Unlike the U.S. news media, the tattle-tale Singapore Business Times always tells it like it is. As opposed to the countless and misleading forecasts about economic turnarounds and recoveries emanating from U.S. sources, the Times lays it right on the line. Like this, for instance:
“WASHINGTON – In the world of corporate profits, much like the broader economy, less bad is good these days. Unfortunately, it’s not good enough to stem the rise in unemployment.
“Two-thirds of the companies in the U.S. Standard & Poor’s 500 index reported first-quarter profits that exceeded analyst’s expectations, according to Thomson Reuters data, which is one reason why the S&P 500 index has rallied more than 30 per cent from an early March trough.
“However, the actual earnings results were down nearly 36 per cent from a year earlier, and the United States lost a net 2.1 million jobs over those three months.
“It is a reflection of what is happening in the broader economy …”
Indeed it is a reflection. It reflects the perfect scam. Economists and forecasters will repeatedly seduce the public by pronouncing that “things show signs of bottoming out”… “the worst of the recession is probably behind us”… “consumer confidence is rising”… “there is fresh evidence that the economy is turning around”… “first-quarter profits exceeded analyst’s expectations”, etc., etc.
Naturally, because dupes will “read it in the newspapers”, they will become rabid consumers and investors again – behavior that will surely produce the results those economists and forecasters had in mind. No, not an economic recovery of any kind. That’s not what they had in mind because they know a recovery isn’t possible. All they wanted was for more money to be poured into Wall Street … that unquenchable Ponzi siphon that guarantees that the rich get richer and the poor get poorer.

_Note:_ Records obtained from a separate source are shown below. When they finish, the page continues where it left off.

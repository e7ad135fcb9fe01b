// src/services/user_service.rs

use crate::{
    common::error::AppError,
    db::{OrganizationRepository, UserRepository},
    models::user::{User, UserInfoResponse},
};

#[derive(Clone)]
pub struct UserService {
    user_repo: UserRepository,
    organization_repo: OrganizationRepository,
}

impl UserService {
    pub fn new(user_repo: UserRepository, organization_repo: OrganizationRepository) -> Self {
        Self {
            user_repo,
            organization_repo,
        }
    }

    pub async fn get_info(&self, user: &User) -> Result<UserInfoResponse, AppError> {
        let organization = self
            .organization_repo
            .find_by_id(user.organization_id)
            .await?
            .ok_or(AppError::OrganizationNotFound)?;

        Ok(UserInfoResponse {
            id: user.id,
            name: user.name.clone(),
            email: user.email.clone(),
            points: user.points,
            organization: organization.into(),
        })
    }

    pub async fn update_profile(
        &self,
        user: &User,
        name: &str,
        email: &str,
    ) -> Result<User, AppError> {
        let (name, email) = normalize_profile(name, email)?;
        self.user_repo.update_profile(user.id, &name, &email).await
    }
}

// Normaliza e revalida o perfil depois do trim: o derive de Validate vê o
// payload cru, então " A " passaria pela checagem de tamanho sem isto.
// E-mails são persistidos sempre em minúsculas.
pub fn normalize_profile(name: &str, email: &str) -> Result<(String, String), AppError> {
    let name = name.trim();
    if name.chars().count() < 2 {
        return Err(field_error(
            "name",
            "length",
            "O nome deve ter no mínimo 2 caracteres.",
        ));
    }

    let email = email.trim().to_lowercase();
    if !email.contains('@') {
        return Err(field_error("email", "email", "O e-mail fornecido é inválido."));
    }

    Ok((name.to_string(), email))
}

fn field_error(field: &'static str, code: &'static str, message: &'static str) -> AppError {
    let mut error = validator::ValidationError::new(code);
    error.message = Some(message.into());
    let mut errors = validator::ValidationErrors::new();
    errors.add(field.into(), error);
    AppError::ValidationError(errors)
}

#[cfg(test)]
mod profile_tests {
    use super::*;

    #[test]
    fn rejects_one_char_name() {
        let err = normalize_profile("A", "maria@exemplo.com.br").unwrap_err();
        assert!(matches!(err, AppError::ValidationError(_)));
    }

    #[test]
    fn rejects_name_that_is_short_after_trim() {
        let err = normalize_profile("  B  ", "maria@exemplo.com.br").unwrap_err();
        assert!(matches!(err, AppError::ValidationError(_)));
    }

    #[test]
    fn rejects_email_without_at_sign() {
        let err = normalize_profile("Maria", "not-an-email").unwrap_err();
        assert!(matches!(err, AppError::ValidationError(_)));
    }

    #[test]
    fn trims_name_and_lowercases_email() {
        let (name, email) =
            normalize_profile("  Maria da Silva  ", "  MARIA@Exemplo.COM.BR ").unwrap();
        assert_eq!(name, "Maria da Silva");
        assert_eq!(email, "maria@exemplo.com.br");
    }
}
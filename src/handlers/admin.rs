// src/handlers/admin.rs

use axum::{Json, extract::Multipart, extract::State};
use serde::Serialize;
use serde_json::{Value, json};
use utoipa::ToSchema;
use uuid::Uuid;

use crate::{
    common::error::AppError, config::AppState, middleware::auth::AuthenticatedUser,
    services::import_service::ImportOutcome,
};

#[derive(Debug, Serialize, ToSchema)]
pub struct UploadPointsResponse {
    pub success: bool,
    pub result: ImportOutcome,
}

// Só para o Swagger descrever o formulário multipart.
#[derive(ToSchema)]
#[allow(dead_code)]
pub struct UploadPointsForm {
    #[schema(example = "550e8400-e29b-41d4-a716-446655440000")]
    pub organization_id: String,

    #[schema(value_type = String, format = Binary)]
    pub file: String,
}

// POST /api/upload-points — multipart com o campo de texto
// "organizationId" e o arquivo CSV em "file".
#[utoipa::path(
    post,
    path = "/api/upload-points",
    tag = "Admin",
    request_body(content = UploadPointsForm, content_type = "multipart/form-data"),
    responses(
        (status = 200, description = "Resumo da importação", body = UploadPointsResponse),
        (status = 400, description = "Planilha ou formulário inválido"),
        (status = 404, description = "Lojista não encontrado ou inativo")
    ),
    security(("api_jwt" = []))
)]
pub async fn upload_points(
    State(app_state): State<AppState>,
    _user: AuthenticatedUser,
    mut multipart: Multipart,
) -> Result<Json<UploadPointsResponse>, AppError> {
    let mut organization_id: Option<Uuid> = None;
    let mut file_bytes: Option<Vec<u8>> = None;

    while let Some(field) = multipart
        .next_field()
        .await
        .map_err(|e| AppError::InvalidUpload(e.to_string()))?
    {
        let name = field.name().map(str::to_string);
        match name.as_deref() {
            Some("organizationId") => {
                let text = field
                    .text()
                    .await
                    .map_err(|e| AppError::InvalidUpload(e.to_string()))?;
                let id = Uuid::parse_str(text.trim()).map_err(|_| {
                    AppError::InvalidUpload("organizationId não é um UUID válido".into())
                })?;
                organization_id = Some(id);
            }
            Some("file") => {
                let data = field
                    .bytes()
                    .await
                    .map_err(|e| AppError::InvalidUpload(e.to_string()))?;
                file_bytes = Some(data.to_vec());
            }
            _ => {}
        }
    }

    let organization_id = organization_id
        .ok_or_else(|| AppError::InvalidUpload("o campo organizationId é obrigatório".into()))?;
    let file_bytes =
        file_bytes.ok_or_else(|| AppError::InvalidUpload("o campo file é obrigatório".into()))?;

    let result = app_state
        .import_service
        .import_points(organization_id, &file_bytes)
        .await?;

    Ok(Json(UploadPointsResponse {
        success: true,
        result,
    }))
}

// GET /api/test-db — contagens de diagnóstico
#[utoipa::path(
    get,
    path = "/api/test-db",
    tag = "Admin",
    responses(
        (status = 200, description = "Contagens das tabelas principais")
    )
)]
pub async fn test_db(State(app_state): State<AppState>) -> Result<Json<Value>, AppError> {
    let organizations = app_state.organization_repo.count().await?;
    let users = app_state.user_repo.count().await?;
    let ebooks = app_state.ebook_repo.count().await?;
    let redemptions = app_state.redemption_repo.count().await?;

    Ok(Json(json!({
        "database": "ok",
        "organizations": organizations,
        "users": users,
        "ebooks": ebooks,
        "redemptions": redemptions,
    })))
}
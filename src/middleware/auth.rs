// src/middleware/auth.rs

use axum::{
    extract::{FromRequestParts, State},
    http::request::Parts,
    middleware::Next,
    response::Response,
};

use crate::{common::error::AppError, config::AppState, models::user::User};

// O middleware em si: valida o Bearer token e injeta o usuário
// autenticado nas "extensions" da requisição.
pub async fn auth_guard(
    State(app_state): State<AppState>,
    mut request: axum::http::Request<axum::body::Body>,
    next: Next,
) -> Result<Response, AppError> {
    let headers = request.headers();
    let auth_header = headers
        .get("Authorization")
        .and_then(|value| value.to_str().ok());

    if let Some(auth_header) = auth_header {
        if let Some(token) = auth_header.strip_prefix("Bearer ") {
            let user = app_state.auth_service.validate_token(token).await?;

            request.extensions_mut().insert(user);
            return Ok(next.run(request).await);
        }
    }

    Err(AppError::InvalidToken)
}

// Extrator para obter o usuário autenticado diretamente nos handlers
pub struct AuthenticatedUser(pub User);

impl<S> FromRequestParts<S> for AuthenticatedUser
where
    S: Send + Sync,
{
    type Rejection = AppError;

    async fn from_request_parts(parts: &mut Parts, _state: &S) -> Result<Self, Self::Rejection> {
        parts
            .extensions
            .get::<User>()
            .cloned()
            .map(AuthenticatedUser)
            .ok_or(AppError::InvalidToken)
    }
}
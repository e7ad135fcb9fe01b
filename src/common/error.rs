use axum::{
    Json,
    http::StatusCode,
    response::{IntoResponse, Response},
};
use serde_json::json;
use thiserror::Error;

// Nosso tipo de erro, com `thiserror` para melhor ergonomia.
// Os serviços devolvem variantes tipadas; a tradução para HTTP
// acontece uma única vez, aqui.
#[derive(Debug, Error)]
pub enum AppError {
    #[error("Erro de validação")]
    ValidationError(#[from] validator::ValidationErrors),

    #[error("Arquivo de upload inválido: {0}")]
    InvalidUpload(String),

    #[error("E-mail ou senha inválidos")]
    InvalidCredentials,

    #[error("Token inválido")]
    InvalidToken,

    #[error("Acesso negado")]
    Forbidden,

    #[error("Usuário não encontrado")]
    UserNotFound,

    #[error("Lojista não encontrado")]
    OrganizationNotFound,

    #[error("E-book não encontrado")]
    EbookNotFound,

    // Cross-tenant: o e-book existe, mas pertence a outro lojista
    #[error("E-book indisponível para este lojista")]
    EbookNotVisible,

    #[error("Pontos insuficientes")]
    InsufficientPoints,

    #[error("E-book já resgatado")]
    AlreadyRedeemed,

    #[error("Senha já definida")]
    PasswordAlreadySet,

    // Variante para erros de banco de dados
    #[error("Erro de banco de dados")]
    DatabaseError(#[from] sqlx::Error),

    // Variante genérica para qualquer outro erro inesperado
    #[error("Erro interno do servidor")]
    InternalServerError(#[from] anyhow::Error),

    #[error("Erro de Bcrypt: {0}")]
    BcryptError(#[from] bcrypt::BcryptError),

    #[error("Erro de JWT: {0}")]
    JwtError(#[from] jsonwebtoken::errors::Error),
}

impl AppError {
    // Mantido separado do IntoResponse para poder ser testado sem montar
    // uma Response inteira.
    pub fn status_code(&self) -> StatusCode {
        match self {
            AppError::ValidationError(_) => StatusCode::BAD_REQUEST,
            AppError::InvalidUpload(_) => StatusCode::BAD_REQUEST,
            AppError::InsufficientPoints => StatusCode::BAD_REQUEST,
            AppError::AlreadyRedeemed => StatusCode::BAD_REQUEST,
            AppError::InvalidCredentials => StatusCode::UNAUTHORIZED,
            AppError::InvalidToken => StatusCode::UNAUTHORIZED,
            AppError::Forbidden => StatusCode::FORBIDDEN,
            AppError::EbookNotVisible => StatusCode::FORBIDDEN,
            AppError::UserNotFound => StatusCode::NOT_FOUND,
            AppError::OrganizationNotFound => StatusCode::NOT_FOUND,
            AppError::EbookNotFound => StatusCode::NOT_FOUND,
            AppError::PasswordAlreadySet => StatusCode::CONFLICT,
            AppError::DatabaseError(_)
            | AppError::InternalServerError(_)
            | AppError::BcryptError(_)
            | AppError::JwtError(_) => StatusCode::INTERNAL_SERVER_ERROR,
        }
    }
}

impl IntoResponse for AppError {
    fn into_response(self) -> Response {
        // Validação devolve todos os detalhes por campo.
        if let AppError::ValidationError(errors) = &self {
            let mut details = std::collections::HashMap::new();
            for (field, field_errors) in errors.field_errors() {
                let messages: Vec<String> = field_errors
                    .iter()
                    .filter_map(|e| e.message.as_ref().map(|m| m.to_string()))
                    .collect();
                details.insert(field.to_string(), messages);
            }
            let body = Json(json!({
                "error": "Um ou mais campos são inválidos.",
                "details": details,
            }));
            return (StatusCode::BAD_REQUEST, body).into_response();
        }

        let status = self.status_code();

        // Erros inesperados viram 500 com mensagem genérica: o detalhe
        // completo fica só no log do servidor.
        let message = if status == StatusCode::INTERNAL_SERVER_ERROR {
            tracing::error!("Erro Interno do Servidor: {:?}", self);
            "Ocorreu um erro inesperado.".to_string()
        } else {
            self.to_string()
        };

        let body = Json(json!({ "error": message }));
        (status, body).into_response()
    }
}

#[cfg(test)]
mod status_mapping_tests {
    use super::*;

    #[test]
    fn domain_errors_map_to_expected_status() {
        assert_eq!(AppError::InsufficientPoints.status_code(), StatusCode::BAD_REQUEST);
        assert_eq!(AppError::AlreadyRedeemed.status_code(), StatusCode::BAD_REQUEST);
        assert_eq!(AppError::InvalidToken.status_code(), StatusCode::UNAUTHORIZED);
        assert_eq!(AppError::EbookNotVisible.status_code(), StatusCode::FORBIDDEN);
        assert_eq!(AppError::EbookNotFound.status_code(), StatusCode::NOT_FOUND);
        assert_eq!(AppError::PasswordAlreadySet.status_code(), StatusCode::CONFLICT);
    }

    #[test]
    fn unexpected_errors_map_to_internal_server_error() {
        let err = AppError::InternalServerError(anyhow::anyhow!("detalhe interno"));
        assert_eq!(err.status_code(), StatusCode::INTERNAL_SERVER_ERROR);
    }
}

According to the reliable Singapore Times, Moody’s Economy.com has said – but gave no justification for its guesstimating – that it may be 2013 or even 2014 before U.S. unemployment recedes to a pre-crisis level of around 5.5 per cent. Although unemployment normally rises during recessions, Moody’s analyst points out that “what is different this time is that two key segments of the U.S. labour force, auto manufacturing and residential construction, will not bounce back when the economy recovers …
“It’s not just the auto workers. It’s all the suppliers and everyone else. We think the multiplier is five. For every job that’s lost, there’s another ‘five’ people who could potentially lose their jobs as well.”
[Speaking of “multipliers”, for every shipyard job there’s a multiplier of 16. That’s right. For every shipyard worker hired – when and if our leaders open our shipyards again – 16 offsite supporting jobs are created. You can take that to the bank – when and if our leaders open our shipyards again.]